Assigned task — From the data below, repeat exactly the lines from the line with "could plausibly meet" to the line with "use ipnetwork::IpNetwork;", both included.

Stored items:
---*---
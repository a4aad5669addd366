use thiserror::Error;

use crate::as_graph::ASN;

/// The error taxonomy for this crate. Validity failures inside `valid_ann` are
/// not represented here -- those are a normal part of route processing and
/// simply cause an announcement to be dropped, not propagated as an error.
#[derive(Debug, Error)]
pub enum SimError {
    #[error("cycle detected in AS graph: {0}")]
    Cycle(String),

    #[error("no CAIDA URL could be located for the requested date")]
    NoCaidaUrl,

    #[error("prefix {0} falls in a reserved/bogon block")]
    ReservedPrefix(String),

    #[error("invalid IP address: {0} is not a host prefix")]
    InvalidIpAddress(String),

    #[error("Gao-Rexford comparison failed to select a best announcement")]
    GaoRexford,

    #[error("announcement not found for prefix {0}")]
    AnnouncementNotFound(String),

    #[error("AS {asn} already has a local RIB entry for prefix {prefix}, cannot seed again")]
    SeedConflict { asn: ASN, prefix: String },

    #[error("unknown scenario: {0}")]
    UnknownScenario(String),

    #[error("I/O error: {0}")]
    Io(#[from] std::io::Error),

    #[error("network error: {0}")]
    Network(String),
}

pub type SimResult<T> = Result<T, SimError>;
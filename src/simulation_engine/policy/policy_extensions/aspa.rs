use crate::as_graph::{AS, ASGraph, ASN};
use crate::shared::{Relationships, Setting};
use crate::simulation_engine::announcement::Announcement;

/// `asn2` is an acceptable next hop from `asn1`'s point of view under ASPA:
/// true unless `asn1` exists, has adopted ASPA, and `asn2` is not one of its
/// providers. An AS that hasn't adopted ASPA makes no attestation, so it
/// can't disprove anything.
fn provider_check(asn1: ASN, asn2: ASN, as_graph: &ASGraph) -> bool {
    match as_graph.get(&asn1) {
        Some(as_obj) if as_obj.settings.contains(Setting::Aspa) || as_obj.settings.contains(Setting::AspaN) => {
            as_obj.provider_asns.contains(&asn2)
        }
        _ => true,
    }
}

/// The next hop must be the first ASN in the path -- unless the receiver is
/// an IXP route server, which is allowed (and in most deployments obligated)
/// to strip its own ASN.
fn next_hop_valid(ann: &Announcement, as_obj: &AS) -> bool {
    ann.as_path.first() == Some(&ann.next_hop_asn) || as_obj.ixp
}

/// Longest prefix of the path (read customer-to-provider, i.e. reversed)
/// where every consecutive pair passes `provider_check` -- RFC 9582's
/// up-ramp.
fn max_up_ramp_length(ann: &Announcement, as_graph: &ASGraph) -> usize {
    let reversed: Vec<ASN> = ann.as_path.iter().copied().rev().collect();
    for i in 0..reversed.len().saturating_sub(1) {
        if !provider_check(reversed[i], reversed[i + 1], as_graph) {
            return i + 1;
        }
    }
    ann.as_path.len()
}

/// Longest suffix of the path (in provider-to-customer order) where every
/// consecutive pair passes `provider_check` -- the down-ramp.
fn max_down_ramp_length(ann: &Announcement, as_graph: &ASGraph) -> usize {
    let reversed: Vec<ASN> = ann.as_path.iter().copied().rev().collect();
    for i in (1..reversed.len()).rev() {
        if !provider_check(reversed[i], reversed[i - 1], as_graph) {
            return reversed.len() - i;
        }
    }
    ann.as_path.len()
}

/// Upstream check (receiving from a customer or peer): invalid only if the
/// up-ramp alone can't cover the whole path.
fn upstream_check(ann: &Announcement, as_graph: &ASGraph) -> bool {
    if ann.as_path.len() <= 1 {
        return true;
    }
    max_up_ramp_length(ann, as_graph) >= ann.as_path.len()
}

/// Downstream check (receiving from a provider): invalid only if up-ramp and
/// down-ramp together can't cover the whole path -- a lone AS forwarding to
/// a non-provider can still be bridged by a down-ramp reaching back to meet
/// the up-ramp partway through.
fn downstream_check(ann: &Announcement, as_graph: &ASGraph) -> bool {
    if ann.as_path.len() <= 1 {
        return true;
    }
    max_up_ramp_length(ann, as_graph) + max_down_ramp_length(ann, as_graph) >= ann.as_path.len()
}

/// ASPA: valid unless the path contains a "valley" -- an up-ramp (and, when
/// received from a provider, a down-ramp) that doesn't cover the whole path,
/// which can only happen if some AS forwarded to a non-provider against its
/// own ASPA attestation. Which check applies depends on the direction this
/// AS received the announcement from: a route handed down from a provider
/// gets the combined up+down check, since either ramp could plausibly meet
/// in the middle; a route learned from a customer or peer only gets the
/// up-ramp check, since there is no legitimate down-ramp to speak of.
pub fn is_valid(ann: &Announcement, recv_relationship: Relationships, as_obj: &AS, as_graph: &ASGraph) -> bool {
    if !next_hop_valid(ann, as_obj) {
        return false;
    }
    match recv_relationship {
        Relationships::Providers => downstream_check(ann, as_graph),
        Relationships::Customers | Relationships::Peers => upstream_check(ann, as_graph),
        _ => true,
    }
}

/// ASPA+N: ASPA plus a check that no ASN repeats in the path (a reserved or
/// looped hop some ASPA deployments don't otherwise catch).
pub fn is_valid_aspa_n(ann: &Announcement, recv_relationship: Relationships, as_obj: &AS, as_graph: &ASGraph) -> bool {
    if !is_valid(ann, recv_relationship, as_obj, as_graph) {
        return false;
    }
    let mut seen = std::collections::HashSet::new();
    ann.as_path.iter().all(|asn| seen.insert(*asn))
}

#[cfg(test)]
mod tests {
    use super::*;
    use crate::as_graph::ASBuilder;
    use crate::shared::{Relationships, SettingsSet, Timestamps};
    use ipnetwork::IpNetwork;
    use std::str::FromStr;

    fn graph() -> ASGraph {
        // 1 provider of 2, 2 provider of 3; all adopt ASPA.
        let settings = SettingsSet::single(Setting::Aspa);
        let b1 = ASBuilder::new(1).with_customers(vec![2]).with_settings(settings);
        let b2 = ASBuilder::new(2)
            .with_providers(vec![1])
            .with_customers(vec![3])
            .with_settings(settings);
        let b3 = ASBuilder::new(3).with_providers(vec![2]).with_settings(settings);
        ASGraph::build(vec![b1, b2, b3])
    }

    fn ann_with_path(path: Vec<ASN>) -> Announcement {
        let next_hop = path[0];
        Announcement::new_with_path(
            IpNetwork::from_str("1.2.0.0/16").unwrap(),
            path,
            next_hop,
            Relationships::Customers,
            Timestamps::Victim,
        )
    }

    fn validating_as(asn: ASN, graph: &ASGraph) -> AS {
        graph.get(&asn).unwrap().clone()
    }

    #[test]
    fn accepts_valid_provider_chain_from_a_provider() {
        let graph = graph();
        let ann = ann_with_path(vec![1, 2, 3]);
        let receiver = validating_as(3, &graph);
        assert!(is_valid(&ann, Relationships::Providers, &receiver, &graph));
    }

    #[test]
    fn rejects_valley_through_non_provider_from_a_provider() {
        // 1 provider of 2; 2 and 3 are peers (not provider/customer); 3
        // provider of 4. A path straight through all four skips over the
        // peer link in the middle as if it were a provider hop -- neither
        // ramp can bridge that, so the combined check must reject it.
        let settings = SettingsSet::single(Setting::Aspa);
        let b1 = ASBuilder::new(1).with_customers(vec![2]).with_settings(settings);
        let b2 = ASBuilder::new(2).with_providers(vec![1]).with_peers(vec![3]).with_settings(settings);
        let b3 = ASBuilder::new(3).with_peers(vec![2]).with_customers(vec![4]).with_settings(settings);
        let b4 = ASBuilder::new(4).with_providers(vec![3]).with_settings(settings);
        let graph = ASGraph::build(vec![b1, b2, b3, b4]);

        let ann = ann_with_path(vec![1, 2, 3, 4]);
        let receiver = validating_as(1, &graph);
        assert!(!is_valid(&ann, Relationships::Providers, &receiver, &graph));
    }

    #[test]
    fn rejects_mismatched_next_hop_unless_ixp() {
        let graph = graph();
        let mut forged = ann_with_path(vec![1, 2, 3]);
        forged.next_hop_asn = 999;
        let receiver = validating_as(3, &graph);
        assert!(!is_valid(&forged, Relationships::Providers, &receiver, &graph));

        let ixp_receiver = ASBuilder::new(3).as_ixp();
        let ixp_graph = ASGraph::build(vec![ixp_receiver]);
        let ixp_as = validating_as(3, &ixp_graph);
        assert!(is_valid(&forged, Relationships::Providers, &ixp_as, &ixp_graph));
    }

    #[test]
    fn upstream_check_ignores_the_down_ramp() {
        let graph = graph();
        // Received from a customer/peer: only the up-ramp matters.
        let ann = ann_with_path(vec![1, 2, 3]);
        let receiver = validating_as(1, &graph);
        assert!(is_valid(&ann, Relationships::Customers, &receiver, &graph));
    }
}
---*---
Response area —
/// gets the combined up+down check, since either ramp could plausibly meet
/// in the middle; a route learned from a customer or peer only gets the
/// up-ramp check, since there is no legitimate down-ramp to speak of.
pub fn is_valid(ann: &Announcement, recv_relationship: Relationships, as_obj: &AS, as_graph: &ASGraph) -> bool {
    if !next_hop_valid(ann, as_obj) {
        return false;
    }
    match recv_relationship {
        Relationships::Providers => downstream_check(ann, as_graph),
        Relationships::Customers | Relationships::Peers => upstream_check(ann, as_graph),
        _ => true,
    }
}

/// ASPA+N: ASPA plus a check that no ASN repeats in the path (a reserved or
/// looped hop some ASPA deployments don't otherwise catch).
pub fn is_valid_aspa_n(ann: &Announcement, recv_relationship: Relationships, as_obj: &AS, as_graph: &ASGraph) -> bool {
    if !is_valid(ann, recv_relationship, as_obj, as_graph) {
        return false;
    }
    let mut seen = std::collections::HashSet::new();
    ann.as_path.iter().all(|asn| seen.insert(*asn))
}

#[cfg(test)]
mod tests {
    use super::*;
    use crate::as_graph::ASBuilder;
    use crate::shared::{Relationships, SettingsSet, Timestamps};
    use ipnetwork::IpNetwork;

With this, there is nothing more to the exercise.